(Records for this exercise begins)
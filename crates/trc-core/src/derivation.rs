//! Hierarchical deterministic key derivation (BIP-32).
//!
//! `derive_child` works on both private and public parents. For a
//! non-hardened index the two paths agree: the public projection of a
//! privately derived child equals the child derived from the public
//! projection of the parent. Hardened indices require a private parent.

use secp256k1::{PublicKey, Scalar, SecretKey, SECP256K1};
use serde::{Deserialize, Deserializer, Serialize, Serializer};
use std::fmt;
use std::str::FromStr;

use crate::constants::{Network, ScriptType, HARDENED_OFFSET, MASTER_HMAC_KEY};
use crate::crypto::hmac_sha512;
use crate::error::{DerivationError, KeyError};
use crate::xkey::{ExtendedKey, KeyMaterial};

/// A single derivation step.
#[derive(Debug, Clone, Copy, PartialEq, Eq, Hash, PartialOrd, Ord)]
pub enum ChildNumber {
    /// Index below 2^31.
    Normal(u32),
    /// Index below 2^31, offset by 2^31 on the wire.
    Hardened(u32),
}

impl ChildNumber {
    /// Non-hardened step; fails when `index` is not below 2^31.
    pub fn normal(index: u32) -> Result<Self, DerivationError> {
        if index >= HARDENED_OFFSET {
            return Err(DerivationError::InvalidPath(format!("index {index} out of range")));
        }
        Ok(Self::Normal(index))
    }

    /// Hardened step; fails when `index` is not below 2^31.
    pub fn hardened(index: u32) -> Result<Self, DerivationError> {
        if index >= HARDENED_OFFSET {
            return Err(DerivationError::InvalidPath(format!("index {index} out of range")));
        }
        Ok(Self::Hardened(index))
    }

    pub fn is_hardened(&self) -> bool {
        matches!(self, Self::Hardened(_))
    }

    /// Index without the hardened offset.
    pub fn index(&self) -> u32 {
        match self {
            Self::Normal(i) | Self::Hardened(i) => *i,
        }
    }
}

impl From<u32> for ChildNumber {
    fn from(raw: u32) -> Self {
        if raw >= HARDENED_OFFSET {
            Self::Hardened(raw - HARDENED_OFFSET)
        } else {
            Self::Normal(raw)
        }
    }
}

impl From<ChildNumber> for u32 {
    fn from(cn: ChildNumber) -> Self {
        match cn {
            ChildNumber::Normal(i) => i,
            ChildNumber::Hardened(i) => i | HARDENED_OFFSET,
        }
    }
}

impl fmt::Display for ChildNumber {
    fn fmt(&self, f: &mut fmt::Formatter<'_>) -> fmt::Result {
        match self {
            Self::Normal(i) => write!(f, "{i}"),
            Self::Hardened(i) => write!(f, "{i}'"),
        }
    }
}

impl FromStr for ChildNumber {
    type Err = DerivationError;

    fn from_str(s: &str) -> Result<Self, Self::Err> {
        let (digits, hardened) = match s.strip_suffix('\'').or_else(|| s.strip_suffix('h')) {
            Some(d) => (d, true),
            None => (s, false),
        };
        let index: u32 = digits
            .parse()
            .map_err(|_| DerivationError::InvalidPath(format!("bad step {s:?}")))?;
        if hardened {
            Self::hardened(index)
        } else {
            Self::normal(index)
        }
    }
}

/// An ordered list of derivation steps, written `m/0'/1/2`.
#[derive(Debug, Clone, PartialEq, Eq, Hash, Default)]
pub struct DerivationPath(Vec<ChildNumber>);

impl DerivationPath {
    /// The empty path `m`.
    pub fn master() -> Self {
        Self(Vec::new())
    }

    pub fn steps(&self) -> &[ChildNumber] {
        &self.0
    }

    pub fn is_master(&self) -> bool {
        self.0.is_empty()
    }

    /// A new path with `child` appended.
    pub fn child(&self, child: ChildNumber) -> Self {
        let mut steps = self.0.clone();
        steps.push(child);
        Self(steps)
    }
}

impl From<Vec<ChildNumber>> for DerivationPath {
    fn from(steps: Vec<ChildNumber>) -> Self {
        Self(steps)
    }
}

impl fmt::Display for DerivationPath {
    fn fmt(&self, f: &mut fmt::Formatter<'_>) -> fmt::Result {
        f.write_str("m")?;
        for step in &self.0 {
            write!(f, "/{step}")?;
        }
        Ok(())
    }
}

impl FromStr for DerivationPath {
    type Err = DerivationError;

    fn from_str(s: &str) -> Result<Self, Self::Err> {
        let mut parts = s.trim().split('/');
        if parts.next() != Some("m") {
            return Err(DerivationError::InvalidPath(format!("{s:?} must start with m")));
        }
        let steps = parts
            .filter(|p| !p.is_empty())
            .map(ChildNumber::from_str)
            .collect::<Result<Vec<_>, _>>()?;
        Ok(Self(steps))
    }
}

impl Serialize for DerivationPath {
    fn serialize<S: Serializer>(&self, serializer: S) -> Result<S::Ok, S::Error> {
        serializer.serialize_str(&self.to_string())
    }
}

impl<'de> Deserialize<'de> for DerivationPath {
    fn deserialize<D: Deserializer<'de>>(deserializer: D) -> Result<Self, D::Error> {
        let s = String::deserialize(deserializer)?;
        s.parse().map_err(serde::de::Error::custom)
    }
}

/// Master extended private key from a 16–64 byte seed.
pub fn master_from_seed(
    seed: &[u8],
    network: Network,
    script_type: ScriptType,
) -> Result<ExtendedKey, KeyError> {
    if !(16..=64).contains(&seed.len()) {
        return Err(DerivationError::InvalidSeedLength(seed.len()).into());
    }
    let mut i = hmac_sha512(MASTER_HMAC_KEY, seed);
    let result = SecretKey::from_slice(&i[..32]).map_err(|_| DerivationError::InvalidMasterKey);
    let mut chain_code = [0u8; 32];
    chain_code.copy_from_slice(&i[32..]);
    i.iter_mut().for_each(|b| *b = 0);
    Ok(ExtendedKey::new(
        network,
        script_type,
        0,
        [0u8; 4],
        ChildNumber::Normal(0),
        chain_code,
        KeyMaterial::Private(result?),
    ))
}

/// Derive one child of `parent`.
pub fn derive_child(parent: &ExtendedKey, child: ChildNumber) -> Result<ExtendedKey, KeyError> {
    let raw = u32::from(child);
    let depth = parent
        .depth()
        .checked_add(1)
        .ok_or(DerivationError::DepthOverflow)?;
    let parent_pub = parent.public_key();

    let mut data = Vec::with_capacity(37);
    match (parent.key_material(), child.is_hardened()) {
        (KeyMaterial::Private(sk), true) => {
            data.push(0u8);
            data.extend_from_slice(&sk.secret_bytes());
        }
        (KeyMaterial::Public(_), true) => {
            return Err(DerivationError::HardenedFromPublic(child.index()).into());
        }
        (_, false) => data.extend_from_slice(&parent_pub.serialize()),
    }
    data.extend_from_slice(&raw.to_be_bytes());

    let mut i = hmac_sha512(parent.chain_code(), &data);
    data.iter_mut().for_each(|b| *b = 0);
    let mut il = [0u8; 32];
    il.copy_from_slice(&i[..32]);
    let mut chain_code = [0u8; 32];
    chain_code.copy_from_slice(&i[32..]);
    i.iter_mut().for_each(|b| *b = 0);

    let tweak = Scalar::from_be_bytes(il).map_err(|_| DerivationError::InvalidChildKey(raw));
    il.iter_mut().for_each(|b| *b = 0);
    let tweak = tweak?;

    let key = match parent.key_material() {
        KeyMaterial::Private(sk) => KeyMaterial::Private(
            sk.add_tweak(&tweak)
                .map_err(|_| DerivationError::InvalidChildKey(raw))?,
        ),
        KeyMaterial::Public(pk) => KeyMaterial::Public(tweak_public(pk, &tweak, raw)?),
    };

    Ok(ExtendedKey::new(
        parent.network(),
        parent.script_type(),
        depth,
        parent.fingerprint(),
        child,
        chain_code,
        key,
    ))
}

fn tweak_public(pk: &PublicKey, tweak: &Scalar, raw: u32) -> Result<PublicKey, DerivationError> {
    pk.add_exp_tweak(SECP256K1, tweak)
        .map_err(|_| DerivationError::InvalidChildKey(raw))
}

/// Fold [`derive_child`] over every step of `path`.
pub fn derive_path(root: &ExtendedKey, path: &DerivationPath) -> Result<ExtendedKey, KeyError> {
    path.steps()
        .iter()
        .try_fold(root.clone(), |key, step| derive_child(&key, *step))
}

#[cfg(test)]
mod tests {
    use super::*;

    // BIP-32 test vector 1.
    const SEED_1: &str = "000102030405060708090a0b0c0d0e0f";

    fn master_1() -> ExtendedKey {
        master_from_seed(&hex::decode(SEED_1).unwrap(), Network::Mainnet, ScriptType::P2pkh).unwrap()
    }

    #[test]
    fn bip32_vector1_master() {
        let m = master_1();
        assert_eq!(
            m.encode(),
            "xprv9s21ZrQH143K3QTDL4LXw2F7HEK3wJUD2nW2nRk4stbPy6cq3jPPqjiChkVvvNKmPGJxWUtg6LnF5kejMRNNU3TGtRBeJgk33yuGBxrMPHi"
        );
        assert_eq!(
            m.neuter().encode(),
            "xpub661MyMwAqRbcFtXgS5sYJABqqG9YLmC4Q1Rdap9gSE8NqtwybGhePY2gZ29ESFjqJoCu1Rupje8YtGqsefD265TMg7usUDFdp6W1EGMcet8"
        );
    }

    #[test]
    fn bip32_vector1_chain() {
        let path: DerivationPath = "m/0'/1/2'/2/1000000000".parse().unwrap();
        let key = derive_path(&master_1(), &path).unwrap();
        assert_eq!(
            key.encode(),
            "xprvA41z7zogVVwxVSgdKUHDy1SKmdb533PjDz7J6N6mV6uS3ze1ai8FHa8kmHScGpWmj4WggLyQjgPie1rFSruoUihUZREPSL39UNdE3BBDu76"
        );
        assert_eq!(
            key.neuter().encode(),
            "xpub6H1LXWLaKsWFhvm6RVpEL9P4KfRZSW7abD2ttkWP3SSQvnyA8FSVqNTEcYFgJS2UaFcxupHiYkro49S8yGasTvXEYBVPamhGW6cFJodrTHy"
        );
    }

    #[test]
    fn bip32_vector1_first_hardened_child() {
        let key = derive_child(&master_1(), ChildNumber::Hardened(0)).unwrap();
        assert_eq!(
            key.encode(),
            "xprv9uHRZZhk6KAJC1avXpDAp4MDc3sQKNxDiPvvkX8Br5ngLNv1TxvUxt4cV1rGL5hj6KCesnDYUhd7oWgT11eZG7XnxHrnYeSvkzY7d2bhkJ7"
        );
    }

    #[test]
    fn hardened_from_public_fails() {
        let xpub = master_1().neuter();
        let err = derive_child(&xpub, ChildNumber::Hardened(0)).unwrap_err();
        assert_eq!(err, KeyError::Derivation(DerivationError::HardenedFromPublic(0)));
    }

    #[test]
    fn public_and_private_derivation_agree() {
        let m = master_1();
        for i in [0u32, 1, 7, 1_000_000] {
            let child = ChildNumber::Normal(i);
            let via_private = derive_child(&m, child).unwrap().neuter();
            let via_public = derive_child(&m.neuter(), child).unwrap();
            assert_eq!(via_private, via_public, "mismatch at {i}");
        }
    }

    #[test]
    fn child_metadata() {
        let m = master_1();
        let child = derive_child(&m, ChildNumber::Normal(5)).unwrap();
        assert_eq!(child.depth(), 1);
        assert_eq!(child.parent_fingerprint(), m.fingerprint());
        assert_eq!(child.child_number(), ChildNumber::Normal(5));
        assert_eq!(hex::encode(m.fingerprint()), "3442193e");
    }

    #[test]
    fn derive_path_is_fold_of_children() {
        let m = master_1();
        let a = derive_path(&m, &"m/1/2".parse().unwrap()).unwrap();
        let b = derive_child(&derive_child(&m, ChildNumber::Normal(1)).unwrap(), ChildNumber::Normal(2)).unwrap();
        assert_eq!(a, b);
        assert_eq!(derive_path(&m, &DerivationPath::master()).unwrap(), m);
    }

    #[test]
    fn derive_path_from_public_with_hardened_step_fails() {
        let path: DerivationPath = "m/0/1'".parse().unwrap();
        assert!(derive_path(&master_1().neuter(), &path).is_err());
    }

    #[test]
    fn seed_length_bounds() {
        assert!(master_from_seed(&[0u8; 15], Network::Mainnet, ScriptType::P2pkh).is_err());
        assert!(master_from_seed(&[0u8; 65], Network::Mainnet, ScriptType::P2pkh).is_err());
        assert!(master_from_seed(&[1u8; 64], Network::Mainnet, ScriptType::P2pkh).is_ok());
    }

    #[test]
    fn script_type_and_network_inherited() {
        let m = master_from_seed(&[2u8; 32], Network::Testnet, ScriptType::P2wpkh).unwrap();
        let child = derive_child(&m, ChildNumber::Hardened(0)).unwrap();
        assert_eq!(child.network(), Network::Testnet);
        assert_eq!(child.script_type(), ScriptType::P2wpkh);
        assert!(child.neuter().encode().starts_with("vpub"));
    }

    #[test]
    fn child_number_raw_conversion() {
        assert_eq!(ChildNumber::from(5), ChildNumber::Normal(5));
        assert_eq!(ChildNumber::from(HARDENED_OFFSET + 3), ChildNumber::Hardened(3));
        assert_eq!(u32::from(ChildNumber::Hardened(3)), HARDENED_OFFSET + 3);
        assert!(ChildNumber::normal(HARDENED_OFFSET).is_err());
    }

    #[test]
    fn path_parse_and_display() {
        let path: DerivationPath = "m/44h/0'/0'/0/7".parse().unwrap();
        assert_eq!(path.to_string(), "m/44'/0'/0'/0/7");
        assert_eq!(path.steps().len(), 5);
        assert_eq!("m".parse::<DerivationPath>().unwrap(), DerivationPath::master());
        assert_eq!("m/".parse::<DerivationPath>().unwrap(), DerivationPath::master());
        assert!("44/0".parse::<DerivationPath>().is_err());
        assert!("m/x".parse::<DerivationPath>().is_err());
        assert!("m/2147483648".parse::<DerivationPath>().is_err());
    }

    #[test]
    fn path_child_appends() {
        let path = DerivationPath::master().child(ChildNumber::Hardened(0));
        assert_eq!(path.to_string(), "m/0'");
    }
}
(Records for this exercise ends)
▶ **Work instruction**:
The range runs from the line above containing "fn from(cn: ChildNumber)" to the line containing "#[derive(Debug, Clone, PartialEq, Eq, Hash, Default)]", inclusive. Restate those lines word for word and no others.

▶ **Written answer**:
    fn from(cn: ChildNumber) -> Self {
        match cn {
            ChildNumber::Normal(i) => i,
            ChildNumber::Hardened(i) => i | HARDENED_OFFSET,
        }
    }
}

impl fmt::Display for ChildNumber {
    fn fmt(&self, f: &mut fmt::Formatter<'_>) -> fmt::Result {
        match self {
            Self::Normal(i) => write!(f, "{i}"),
            Self::Hardened(i) => write!(f, "{i}'"),
        }
    }
}

impl FromStr for ChildNumber {
    type Err = DerivationError;

    fn from_str(s: &str) -> Result<Self, Self::Err> {
        let (digits, hardened) = match s.strip_suffix('\'').or_else(|| s.strip_suffix('h')) {
            Some(d) => (d, true),
            None => (s, false),
        };
        let index: u32 = digits
            .parse()
            .map_err(|_| DerivationError::InvalidPath(format!("bad step {s:?}")))?;
        if hardened {
            Self::hardened(index)
        } else {
            Self::normal(index)
        }
    }
}

/// An ordered list of derivation steps, written `m/0'/1/2`.
#[derive(Debug, Clone, PartialEq, Eq, Hash, Default)]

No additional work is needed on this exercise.